We were told this step — and the lives jeopardized and reduced in quality as a result of it — were necessary sacrifices. But this phase was only temporary as we built testing and treatment capacity. Testing capacity lets us more selectively isolate people with the virus and those who may have come in contact with them, allowing healthy people to resume their normal lives. And increasing treatment capacity lets us treat more people at once, reducing the need to flatten the curve.

Now, almost two months later, we’ve made some progress. As a country, we’ve gone from doing only a few thousand tests a day to over 200,000. It’s harder to get numbers about increased hospital capacity, though the number of people in ICUs has come down significantly from the peak a few weeks ago (over 15,000 to around 9,000 on a given day), suggesting the curve flattening is working but also that, in many but by no means all places, there is not, at present, a need for as much curve flattening because excess hospital capacity exists. And though 200,000 tests per day is impressive, it’s still an order of magnitude short of what the experts say we need.

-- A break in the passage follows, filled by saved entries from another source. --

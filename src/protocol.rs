//! Wire protocol for the automation service

use crate::node::{Node, ToWire};
use log::warn;
use serde::Serialize;
use serde_json::{json, Value};

/// Default service port
pub const DEFAULT_PORT: u16 = 9927;

/// The service only listens on loopback
pub const DEFAULT_HOST: &str = "127.0.0.1";

/// Request sent from client to service
#[derive(Debug, Clone, PartialEq, Serialize)]
pub struct Request {
    pub method: String,
    pub args: Value,
}

impl Request {
    pub fn new(method: impl Into<String>, args: Value) -> Self {
        Self {
            method: method.into(),
            args,
        }
    }
}

/// Outcome reported by the service
#[derive(Debug, Clone, Copy, PartialEq, Eq)]
pub enum Status {
    Success,
    Error,
}

impl Status {
    /// Wire spelling of the status
    pub fn as_str(&self) -> &'static str {
        match self {
            Status::Success => "success",
            Status::Error => "error",
        }
    }

    fn parse(s: &str) -> Option<Self> {
        match s {
            "success" => Some(Status::Success),
            "error" => Some(Status::Error),
            _ => None,
        }
    }
}

/// Envelope every request resolves to
///
/// `data` stays an untyped [`Node`] until the command that issued the
/// request maps it with [`Response::map`].
#[derive(Debug, Clone, PartialEq)]
pub struct Response<T = Node> {
    pub status: Status,
    pub message: Option<String>,
    pub data: Option<T>,
}

impl<T> Response<T> {
    /// Whether the service reported success
    pub fn is_success(&self) -> bool {
        self.status == Status::Success
    }

    /// Replace the payload, keeping status and message
    pub fn map<U>(self, f: impl FnOnce(Option<T>) -> Option<U>) -> Response<U> {
        Response {
            status: self.status,
            message: self.message,
            data: f(self.data),
        }
    }
}

impl Response<Node> {
    /// Decode a reply message
    ///
    /// Returns `None` for empty text, invalid JSON, or an object missing any
    /// of `status`, `message` and `data`. Null values still count as present.
    pub fn parse(text: &str) -> Option<Self> {
        if text.trim().is_empty() {
            warn!("Empty reply from service");
            return None;
        }

        let value: Value = match serde_json::from_str(text) {
            Ok(value) => value,
            Err(e) => {
                warn!("JSON decode error: {}", e);
                return None;
            }
        };

        let Value::Object(mut fields) = value else {
            warn!("Reply is not a JSON object");
            return None;
        };

        if !["status", "message", "data"]
            .iter()
            .all(|key| fields.contains_key(*key))
        {
            warn!("Reply missing required keys");
            return None;
        }

        let status = match fields.get("status").and_then(Value::as_str).and_then(Status::parse) {
            Some(status) => status,
            None => {
                warn!("Reply has invalid status: {}", fields["status"]);
                return None;
            }
        };

        let message = fields
            .get("message")
            .and_then(Value::as_str)
            .map(str::to_owned);

        let data = fields
            .remove("data")
            .map(Node::from)
            .filter(|node| !node.is_null());

        Some(Self {
            status,
            message,
            data,
        })
    }
}

impl<T: ToWire> ToWire for Response<T> {
    fn to_wire(&self) -> Value {
        json!({
            "status": self.status.as_str(),
            "message": self.message,
            "data": self.data.as_ref().map(ToWire::to_wire),
        })
    }
}
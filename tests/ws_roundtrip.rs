//! End-to-end tests against a loopback WebSocket service

use kiwi::{ClientConfig, KiwiError, Point, ScreenClient, Status};
use serde_json::{json, Value};
use std::net::TcpListener;
use std::thread::{self, JoinHandle};
use std::time::Duration;
use tungstenite::Message;

/// How the loopback service answers one request
enum Reply {
    /// Send these messages back, in order
    Send(Vec<Message>),
    /// Keep the connection open and never answer
    Silent,
    /// Drop the connection without answering
    Hangup,
}

/// Accept `connections` clients in turn and answer each request with
/// `handler(connection_index, request)`.
fn serve<F>(connections: usize, mut handler: F) -> (ClientConfig, JoinHandle<Vec<Value>>)
where
    F: FnMut(usize, &Value) -> Reply + Send + 'static,
{
    let listener = TcpListener::bind("127.0.0.1:0").expect("bind loopback");
    let port = listener.local_addr().expect("local addr").port();

    let handle = thread::spawn(move || {
        let mut received = Vec::new();
        for index in 0..connections {
            let (stream, _) = listener.accept().expect("accept");
            let mut socket = match tungstenite::accept(stream) {
                Ok(socket) => socket,
                Err(_) => panic!("server handshake failed"),
            };

            loop {
                let text = match socket.read() {
                    Ok(Message::Text(text)) => text.to_string(),
                    Ok(Message::Close(_)) | Err(_) => break,
                    Ok(_) => continue,
                };
                let request: Value = serde_json::from_str(&text).expect("request is JSON");
                let reply = handler(index, &request);
                received.push(request);
                match reply {
                    Reply::Send(messages) => {
                        if messages.into_iter().any(|message| socket.send(message).is_err()) {
                            break;
                        }
                    }
                    Reply::Silent => {}
                    Reply::Hangup => break,
                }
            }
        }
        received
    });

    let config = ClientConfig::default()
        .with_port(port)
        .with_connect_timeout(Duration::from_secs(5))
        .with_read_timeout(Duration::from_secs(5));
    (config, handle)
}

fn envelope(data: Value) -> String {
    json!({"status": "success", "message": "operation successful", "data": data}).to_string()
}

fn ok(data: Value) -> Reply {
    Reply::Send(vec![Message::text(envelope(data))])
}

#[test]
fn test_mouse_location_over_websocket() {
    let (config, server) = serve(1, |_, request| match request["method"].as_str() {
        Some("get_mouse_location") => ok(json!({"x": 10, "y": 20})),
        _ => ok(Value::Null),
    });

    let mut client = ScreenClient::new(config).expect("connect");
    let response = client
        .get_mouse_location()
        .expect("exchange")
        .expect("envelope");
    client.click_left().expect("exchange");
    client.close();

    assert_eq!(response.status, Status::Success);
    assert_eq!(response.data, Some(Point::new(10, 20)));

    let received = server.join().expect("server thread");
    assert_eq!(
        received,
        vec![
            json!({"method": "get_mouse_location", "args": {}}),
            json!({"method": "click_left", "args": {}}),
        ]
    );
}

#[test]
fn test_dropped_connection_is_retried_once() {
    let (config, server) = serve(2, |index, _| {
        if index == 0 {
            Reply::Hangup
        } else {
            ok(Value::Null)
        }
    });

    let mut client = ScreenClient::connect_with(config);
    let response = client.move_absolute(Point::new(3, 4)).expect("retried exchange");
    client.close();

    assert!(response.is_some());
    let received = server.join().expect("server thread");
    assert_eq!(received.len(), 2);
    assert_eq!(received[0], received[1]);
    assert_eq!(received[0]["args"], json!({"absolute_point": {"x": 3, "y": 4}}));
}

#[test]
fn test_invalid_reply_keeps_connection() {
    let (config, server) = serve(1, |_, request| match request["method"].as_str() {
        Some("health_check") => ok(json!({"health": "ok"})),
        _ => Reply::Send(vec![Message::text("unsupported message type")]),
    });

    let mut client = ScreenClient::new(config).expect("connect");
    assert!(client.input_text("abc").expect("exchange").is_none());
    assert!(client.health_check().expect("exchange"));
    client.close();

    assert_eq!(server.join().expect("server thread").len(), 2);
}

#[test]
fn test_refused_connection_is_an_error() {
    let port = {
        let listener = TcpListener::bind("127.0.0.1:0").expect("bind loopback");
        listener.local_addr().expect("local addr").port()
    };

    let result = ScreenClient::new(ClientConfig::default().with_port(port));
    assert!(matches!(result, Err(KiwiError::ConnectionError(_))));
}

#[test]
fn test_binary_reply_is_accepted() {
    let (config, server) = serve(1, |_, _| {
        Reply::Send(vec![Message::binary(envelope(json!({"x": 1, "y": 2})).into_bytes())])
    });

    let mut client = ScreenClient::new(config).expect("connect");
    let response = client
        .get_mouse_location()
        .expect("exchange")
        .expect("envelope");
    client.close();

    assert_eq!(response.data, Some(Point::new(1, 2)));
    assert_eq!(server.join().expect("server thread").len(), 1);
}

#[test]
fn test_ping_and_pong_before_reply_are_skipped() {
    let (config, server) = serve(1, |_, _| {
        Reply::Send(vec![
            Message::Ping(b"keepalive".to_vec()),
            Message::Pong(Vec::new()),
            Message::text(envelope(json!("hello"))),
        ])
    });

    let mut client = ScreenClient::new(config).expect("connect");
    let response = client
        .recognize_text(Point::new(0, 0), Point::new(10, 10))
        .expect("exchange")
        .expect("envelope");
    client.close();

    assert_eq!(response.data.as_deref(), Some("hello"));
    assert_eq!(server.join().expect("server thread").len(), 1);
}

#[test]
fn test_close_frame_is_retried_then_reported() {
    let (config, server) = serve(2, |_, _| Reply::Send(vec![Message::Close(None)]));

    let mut client = ScreenClient::connect_with(config);
    let err = client.click_right().unwrap_err();
    client.close();

    assert!(
        matches!(&err, KiwiError::TransportError(msg) if msg == "Connection closed by server")
    );
    assert!(!client.is_connected());
    let received = server.join().expect("server thread");
    assert_eq!(received.len(), 2);
    assert_eq!(received[0], received[1]);
}

#[test]
fn test_silent_service_times_out_after_one_retry() {
    let (config, server) = serve(2, |_, _| Reply::Silent);
    let config = config.with_read_timeout(Duration::from_millis(200));

    let mut client = ScreenClient::connect_with(config);
    let err = client.press_left().unwrap_err();
    client.close();

    assert!(
        matches!(&err, KiwiError::TransportError(msg) if msg == "Timed out waiting for reply")
    );
    let received = server.join().expect("server thread");
    assert_eq!(received.len(), 2);
    assert_eq!(received[0], json!({"method": "press_left", "args": {}}));
}
//! kiwi client binary - drive the automation service from the command line

use kiwi::{ClientConfig, Key, KiwiError, Point, Response, RgbOffset, ScreenClient};
use log::error;
use std::env;
use std::fmt::Debug;
use std::str::FromStr;

/// Drop `--port <n>` / `--port=<n>`; ClientConfig reads those
fn filter_args(args: &[String]) -> Vec<String> {
    let mut filtered = Vec::new();
    let mut iter = args.iter();
    while let Some(arg) = iter.next() {
        if arg == "--port" {
            iter.next();
        } else if !arg.starts_with("--port=") {
            filtered.push(arg.clone());
        }
    }
    filtered
}

fn main() {
    env_logger::Builder::from_env(env_logger::Env::default().default_filter_or("info")).init();

    if let Err(e) = run() {
        error!("{}", e);
        std::process::exit(1);
    }
}

fn run() -> kiwi::Result<()> {
    let raw: Vec<String> = env::args().collect();
    let config = ClientConfig::from_args(raw.iter().skip(1))?;
    let args = filter_args(&raw);

    if args.len() < 2 {
        print_usage();
        return Ok(());
    }

    let command = args[1].as_str();
    if !is_known_command(command) {
        print_usage();
        return Ok(());
    }

    let mut client = ScreenClient::new(config)?;
    let result = run_command(&mut client, command, &args);
    client.close();
    result
}

fn is_known_command(command: &str) -> bool {
    matches!(
        command,
        "ping"
            | "location"
            | "click-left"
            | "click-right"
            | "press-left"
            | "press-right"
            | "release-left"
            | "release-right"
            | "move"
            | "move-rel"
            | "scroll-v"
            | "scroll-h"
            | "key"
            | "press-key"
            | "release-key"
            | "text"
            | "copy"
            | "paste"
            | "cut"
            | "select-all"
            | "find-image"
            | "find-images"
            | "find-colors"
            | "ocr"
            | "save-frame"
    )
}

fn run_command(client: &mut ScreenClient, command: &str, args: &[String]) -> kiwi::Result<()> {
    match command {
        "ping" => {
            if client.health_check()? {
                println!("Service is alive");
            } else {
                println!("No healthy response from service");
            }
        }

        "location" => match client.get_mouse_location()? {
            Some(Response { data: Some(point), .. }) => println!("{} {}", point.x, point.y),
            other => report(other),
        },

        "click-left" => report(client.click_left()?),
        "click-right" => report(client.click_right()?),
        "press-left" => report(client.press_left()?),
        "press-right" => report(client.press_right()?),
        "release-left" => report(client.release_left()?),
        "release-right" => report(client.release_right()?),

        "move" | "move-rel" => {
            if args.len() < 4 {
                println!("Usage: kiwi-client {} <x> <y>", command);
                return Ok(());
            }
            let point = Point::new(parse(&args[2], "x")?, parse(&args[3], "y")?);
            if command == "move" {
                report(client.move_absolute(point)?);
            } else {
                report(client.move_relative(point)?);
            }
        }

        "scroll-v" | "scroll-h" => {
            if args.len() < 3 {
                println!("Usage: kiwi-client {} <length>", command);
                return Ok(());
            }
            let length: i32 = parse(&args[2], "length")?;
            if command == "scroll-v" {
                report(client.scroll_vertical(length)?);
            } else {
                report(client.scroll_horizontal(length)?);
            }
        }

        "key" | "press-key" | "release-key" => {
            if args.len() < 3 {
                println!("Usage: kiwi-client {} <key>", command);
                return Ok(());
            }
            let key: Key = args[2].parse()?;
            let response = match command {
                "press-key" => client.press_key(key)?,
                "release-key" => client.release_key(key)?,
                _ => client.click_key(key)?,
            };
            report(response);
        }

        "text" => {
            if args.len() < 3 {
                println!("Usage: kiwi-client text <text>");
                return Ok(());
            }
            report(client.input_text(&args[2])?);
        }

        "copy" => client.input_copy()?,
        "paste" => client.input_paste()?,
        "cut" => client.input_cut()?,
        "select-all" => client.input_select_all()?,

        "find-image" | "find-images" => {
            if args.len() < 8 {
                println!(
                    "Usage: kiwi-client {} <subpath> <x1> <y1> <x2> <y2> <threshold>",
                    command
                );
                return Ok(());
            }
            let (start, end) = parse_region(&args[3..7])?;
            let threshold: f64 = parse(&args[7], "threshold")?;
            if command == "find-image" {
                report(client.find_image(&args[2], start, end, threshold)?);
            } else {
                report(client.find_images(&args[2], start, end, threshold)?);
            }
        }

        "find-colors" => {
            if args.len() < 7 {
                println!(
                    "Usage: kiwi-client find-colors <x1> <y1> <x2> <y2> <hex>[,<hex>...] [r g b]"
                );
                return Ok(());
            }
            let (start, end) = parse_region(&args[2..6])?;
            let colors: Vec<&str> = args[6].split(',').collect();
            let offset = if args.len() >= 10 {
                RgbOffset::new(
                    parse(&args[7], "r")?,
                    parse(&args[8], "g")?,
                    parse(&args[9], "b")?,
                )
            } else {
                RgbOffset::default()
            };
            report(client.find_colors(&colors, start, end, offset)?);
        }

        "ocr" => {
            if args.len() < 6 {
                println!("Usage: kiwi-client ocr <x1> <y1> <x2> <y2>");
                return Ok(());
            }
            let (start, end) = parse_region(&args[2..6])?;
            report(client.recognize_text(start, end)?);
        }

        "save-frame" => {
            if args.len() < 3 {
                println!("Usage: kiwi-client save-frame <path>");
                return Ok(());
            }
            report(client.save_frame(&args[2])?);
        }

        _ => print_usage(),
    }

    Ok(())
}

fn report<T: Debug>(response: Option<Response<T>>) {
    match response {
        Some(response) if response.is_success() => match response.data {
            Some(data) => println!("{:?}", data),
            None => println!("OK"),
        },
        Some(response) => println!(
            "Error: {}",
            response.message.as_deref().unwrap_or("unknown error")
        ),
        None => println!("No valid response from service"),
    }
}

fn parse<T: FromStr>(s: &str, what: &str) -> kiwi::Result<T> {
    s.parse()
        .map_err(|_| KiwiError::ConfigError(format!("Invalid {}: {}", what, s)))
}

fn parse_region(args: &[String]) -> kiwi::Result<(Point, Point)> {
    let start = Point::new(parse(&args[0], "x1")?, parse(&args[1], "y1")?);
    let end = Point::new(parse(&args[2], "x2")?, parse(&args[3], "y2")?);
    Ok((start, end))
}

fn print_usage() {
    println!("kiwi client - screen automation from the command line");
    println!();
    println!("Usage: kiwi-client [--port <port>] <command> [args...]");
    println!();
    println!("Commands:");
    println!("  ping                                    Check the service is answering");
    println!("  location                                Print mouse location");
    println!("  click-left | click-right                Click a mouse button");
    println!("  press-left | press-right                Press a mouse button");
    println!("  release-left | release-right            Release a mouse button");
    println!("  move <x> <y>                            Move mouse to absolute position");
    println!("  move-rel <dx> <dy>                      Move mouse by offset");
    println!("  scroll-v <length> | scroll-h <length>   Scroll");
    println!("  key | press-key | release-key <key>     Click, press or release a key");
    println!("  text <text>                             Type text");
    println!("  copy | paste | cut | select-all         Clipboard shortcuts");
    println!("  find-image <subpath> <x1> <y1> <x2> <y2> <threshold>");
    println!("  find-images <subpath> <x1> <y1> <x2> <y2> <threshold>");
    println!("  find-colors <x1> <y1> <x2> <y2> <hex>[,<hex>...] [r g b]");
    println!("  ocr <x1> <y1> <x2> <y2>                 Recognize text in a region");
    println!("  save-frame <path>                       Save the current frame");
    println!();
    println!("Default service address: ws://127.0.0.1:{}/", kiwi::DEFAULT_PORT);
    println!();
    println!("Keys use service names (Control, Meta, Return, LeftArrow, F1, ...);");
    println!("single letters and digits are accepted as shorthand.");
}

And still 95%+ of the population remains under lockdown. Neither state nor federal government have articulated sufficiently detailed plans for getting the treatment or testing capacity we need to end them.

As a result, the de facto plan is to keep the entire population under indefinite house arrest (without any actual crime, trial or indeed any legal basis) as a form of preemptively rationing access to (allegedly) scarce healthcare resources. We are now told this will continue until the rate of infections or hospitalizations declines significantly, which was never something that curve flattening was supposed to achieve. And the de facto plan for dealing with the massive economic consequences of this is socialism: both rationing access to other necessary resources to deal with disruptions to the supply chain the economic devastation is causing, and engaging in massive, hastily assembled wealth redistribution plans, ignoring the fact that if production isn’t occurring than the wealth to be redistributed isn’t being created.

And, perhaps most shockingly, almost all ‘respectable people’ are willing to tolerate it. They are fine with the government pointing a gun at them and their neighbors and saying ‘Don’t leave your house. Don’t run your business. Don’t have your kids learn. Don’t pursue any value other than the ones inside your four walls. Unless you’re a healthcare or ‘essential’ worker, in which case you are expected to put yourself at risk for the Common Good. Do this indefinitely because we’re in charge and, really, this is all we can do. We can point guns, tell people what not to do and shuffle wealth other people created around. We can’t adequately increase testing capacity. We can’t even have an actual plan or strategy for increasing and managing the treatment capacity we have. We certainly can’t invent a vaccine. So stay inside, because we have calculated (correctly) that you, the voting public, will tolerate lives being destroyed, including your own, if it happens slowly enough, in private, and in the name of the common good; but not if it happens rapidly and all at once with people hooked up to ventilators.’

Apparently, they are absolutely right in that calculation. Most people apparently don’t care whether they live. Not in a meaningful sense. If they’re motivated at all, it’s to avoid death. But living is not avoiding death. They may succeed in that. But it isn’t living. When it comes to actual living, we’ve done more in the last two months to dig our own graves and climb into them than any other generation of Americans.